What needs to be done: Write out exactly the line containing "sorted by id." along with each line that follows it in the records below, and no others.

§ §

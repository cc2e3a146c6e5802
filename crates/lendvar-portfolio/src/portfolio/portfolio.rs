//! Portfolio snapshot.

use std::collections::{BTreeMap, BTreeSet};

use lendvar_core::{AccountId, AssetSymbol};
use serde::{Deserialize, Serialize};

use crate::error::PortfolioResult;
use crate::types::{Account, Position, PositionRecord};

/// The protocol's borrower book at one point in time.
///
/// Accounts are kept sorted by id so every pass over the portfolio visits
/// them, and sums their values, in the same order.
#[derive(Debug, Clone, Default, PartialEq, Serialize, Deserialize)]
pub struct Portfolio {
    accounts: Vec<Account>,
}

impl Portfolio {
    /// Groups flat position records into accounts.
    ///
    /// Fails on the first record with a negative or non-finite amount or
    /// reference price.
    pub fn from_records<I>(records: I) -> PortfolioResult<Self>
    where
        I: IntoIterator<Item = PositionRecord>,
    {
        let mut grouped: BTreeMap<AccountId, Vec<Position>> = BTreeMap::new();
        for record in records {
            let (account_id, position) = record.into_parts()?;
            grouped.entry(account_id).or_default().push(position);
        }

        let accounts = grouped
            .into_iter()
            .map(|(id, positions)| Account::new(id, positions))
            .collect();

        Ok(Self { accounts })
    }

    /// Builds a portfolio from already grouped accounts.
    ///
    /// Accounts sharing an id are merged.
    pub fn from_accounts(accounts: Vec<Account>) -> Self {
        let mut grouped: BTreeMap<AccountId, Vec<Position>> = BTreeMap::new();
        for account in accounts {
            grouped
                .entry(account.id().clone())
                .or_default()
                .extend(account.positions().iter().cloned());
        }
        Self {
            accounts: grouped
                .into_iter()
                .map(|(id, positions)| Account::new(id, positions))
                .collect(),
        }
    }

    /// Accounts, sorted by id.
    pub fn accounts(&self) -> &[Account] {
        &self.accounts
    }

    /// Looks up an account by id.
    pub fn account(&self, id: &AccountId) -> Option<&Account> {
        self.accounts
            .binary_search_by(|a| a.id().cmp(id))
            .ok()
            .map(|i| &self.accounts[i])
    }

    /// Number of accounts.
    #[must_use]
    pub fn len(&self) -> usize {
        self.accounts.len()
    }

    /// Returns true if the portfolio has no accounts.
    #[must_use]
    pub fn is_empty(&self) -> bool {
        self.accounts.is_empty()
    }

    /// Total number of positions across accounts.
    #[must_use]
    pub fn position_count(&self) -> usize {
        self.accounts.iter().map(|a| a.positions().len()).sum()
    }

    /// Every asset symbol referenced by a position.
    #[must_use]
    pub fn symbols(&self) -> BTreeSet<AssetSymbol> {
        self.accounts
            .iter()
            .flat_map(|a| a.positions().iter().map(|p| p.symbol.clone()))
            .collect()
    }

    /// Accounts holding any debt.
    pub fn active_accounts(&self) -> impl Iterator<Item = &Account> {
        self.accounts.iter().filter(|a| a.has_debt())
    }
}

§ §

Solution to this exercise:
    /// Accounts, sorted by id.
    pub fn accounts(&self) -> &[Account] {
        &self.accounts
    }

    /// Looks up an account by id.
    pub fn account(&self, id: &AccountId) -> Option<&Account> {
        self.accounts
            .binary_search_by(|a| a.id().cmp(id))
            .ok()
            .map(|i| &self.accounts[i])
    }

    /// Number of accounts.
    #[must_use]
    pub fn len(&self) -> usize {
        self.accounts.len()
    }

    /// Returns true if the portfolio has no accounts.
    #[must_use]
    pub fn is_empty(&self) -> bool {
        self.accounts.is_empty()
    }

    /// Total number of positions across accounts.
    #[must_use]
    pub fn position_count(&self) -> usize {
        self.accounts.iter().map(|a| a.positions().len()).sum()
    }

    /// Every asset symbol referenced by a position.
    #[must_use]
    pub fn symbols(&self) -> BTreeSet<AssetSymbol> {
        self.accounts
            .iter()
            .flat_map(|a| a.positions().iter().map(|p| p.symbol.clone()))
            .collect()
    }

    /// Accounts holding any debt.
    pub fn active_accounts(&self) -> impl Iterator<Item = &Account> {
        self.accounts.iter().filter(|a| a.has_debt())
    }
}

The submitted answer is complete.